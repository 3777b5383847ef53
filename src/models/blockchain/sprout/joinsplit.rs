use rand::Rng;
use serde::Deserialize;
use serde::Serialize;

use super::keys::SproutPaymentAddress;
use super::keys::SproutSpendingKey;
use super::merkle_tree::MerkleTreeError;
use super::merkle_tree::SproutMerkleTree;
use super::merkle_tree::SproutWitness;
use super::note::SproutNote;
use super::note_encryption::NoteCiphertext;
use super::prf::prf_rho;
use super::prover::SproutProof;
use crate::models::blockchain::amount::Amount;
use crate::models::blockchain::digest::blake2b_personal;
use crate::models::blockchain::digest::Hash256;
use crate::models::blockchain::shielded::Memo;

/// Number of inputs and of outputs of every JoinSplit.
pub const ZC_NUM_JS_INPUTS: usize = 2;
pub const ZC_NUM_JS_OUTPUTS: usize = 2;

/// `h_sig = BLAKE2b-256("ZcashComputehSig", randomSeed || nf_1 || nf_2 || joinSplitPubKey)`.
pub fn h_sig(random_seed: &Hash256, nullifiers: &[Hash256; 2], join_split_pub_key: &[u8; 32]) -> Hash256 {
    blake2b_personal(
        b"ZcashComputehSig",
        &[
            random_seed.as_bytes(),
            nullifiers[0].as_bytes(),
            nullifiers[1].as_bytes(),
            join_split_pub_key,
        ],
    )
}

/// One JoinSplit description, as carried by a transaction.
#[derive(Clone, Debug, PartialEq, Eq, Serialize, Deserialize)]
pub struct JsDescription {
    pub vpub_old: Amount,
    pub vpub_new: Amount,
    pub anchor: Hash256,
    pub nullifiers: [Hash256; 2],
    pub commitments: [Hash256; 2],
    pub ephemeral_key: [u8; 32],
    pub random_seed: Hash256,
    pub macs: [Hash256; 2],
    pub proof: SproutProof,
    pub ciphertexts: [NoteCiphertext; 2],
}

impl JsDescription {
    pub fn h_sig(&self, join_split_pub_key: &[u8; 32]) -> Hash256 {
        h_sig(&self.random_seed, &self.nullifiers, join_split_pub_key)
    }

    /// Consensus encoding of the description, as committed to by signature
    /// hashes.
    pub fn write_to(&self, out: &mut Vec<u8>) {
        out.extend_from_slice(&self.vpub_old.to_le_bytes());
        out.extend_from_slice(&self.vpub_new.to_le_bytes());
        out.extend_from_slice(self.anchor.as_bytes());
        for nf in &self.nullifiers {
            out.extend_from_slice(nf.as_bytes());
        }
        for cm in &self.commitments {
            out.extend_from_slice(cm.as_bytes());
        }
        out.extend_from_slice(&self.ephemeral_key);
        out.extend_from_slice(self.random_seed.as_bytes());
        for mac in &self.macs {
            out.extend_from_slice(mac.as_bytes());
        }
        out.extend_from_slice(self.proof.as_bytes());
        for ct in &self.ciphertexts {
            out.extend_from_slice(ct.as_bytes());
        }
    }
}

/// A note to spend inside a JoinSplit, with its witness and spending key.
#[derive(Clone, Debug)]
pub struct JsInput {
    pub witness: SproutWitness,
    pub note: SproutNote,
    pub key: SproutSpendingKey,
}

impl JsInput {
    pub fn new(witness: SproutWitness, note: SproutNote, key: SproutSpendingKey) -> Self {
        Self { witness, note, key }
    }

    /// A zero-value note owned by a throwaway key, witnessed in a fresh tree
    /// that contains only that note.
    pub fn dummy() -> Result<Self, MerkleTreeError> {
        let mut rng = rand::rng();
        let key = SproutSpendingKey::random_from(&mut rng);
        let note = SproutNote::random_to(&key.address(), Amount::ZERO, &mut rng);

        let mut tree = SproutMerkleTree::new();
        tree.append(note.commitment())?;
        Ok(Self::new(tree.witness(), note, key))
    }

    pub fn nullifier(&self) -> Hash256 {
        self.note.nullifier(&self.key)
    }
}

/// A payment created inside a JoinSplit.
#[derive(Clone, Debug, PartialEq, Eq)]
pub struct JsOutput {
    pub address: SproutPaymentAddress,
    pub value: Amount,
    pub memo: Memo,
}

impl JsOutput {
    pub fn new(address: SproutPaymentAddress, value: Amount) -> Self {
        Self {
            address,
            value,
            memo: Memo::default(),
        }
    }

    pub fn with_memo(address: SproutPaymentAddress, value: Amount, memo: Memo) -> Self {
        Self {
            address,
            value,
            memo,
        }
    }

    /// A zero-value output to a throwaway address.
    pub fn dummy() -> Self {
        Self::new(SproutSpendingKey::random().address(), Amount::ZERO)
    }

    /// The note this output creates in slot `index`.
    pub fn note<R: Rng + ?Sized>(
        &self,
        phi: &[u8; 32],
        index: usize,
        h_sig: &Hash256,
        rng: &mut R,
    ) -> SproutNote {
        SproutNote::new(
            self.address.a_pk,
            self.value,
            prf_rho(phi, index, h_sig),
            Hash256::random(rng),
        )
    }
}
━━━
Problem to work on:
For every line of the data above that contains "crate", copy that line.

Written response:
use crate::models::blockchain::amount::Amount;
use crate::models::blockchain::digest::blake2b_personal;
use crate::models::blockchain::digest::Hash256;
use crate::models::blockchain::shielded::Memo;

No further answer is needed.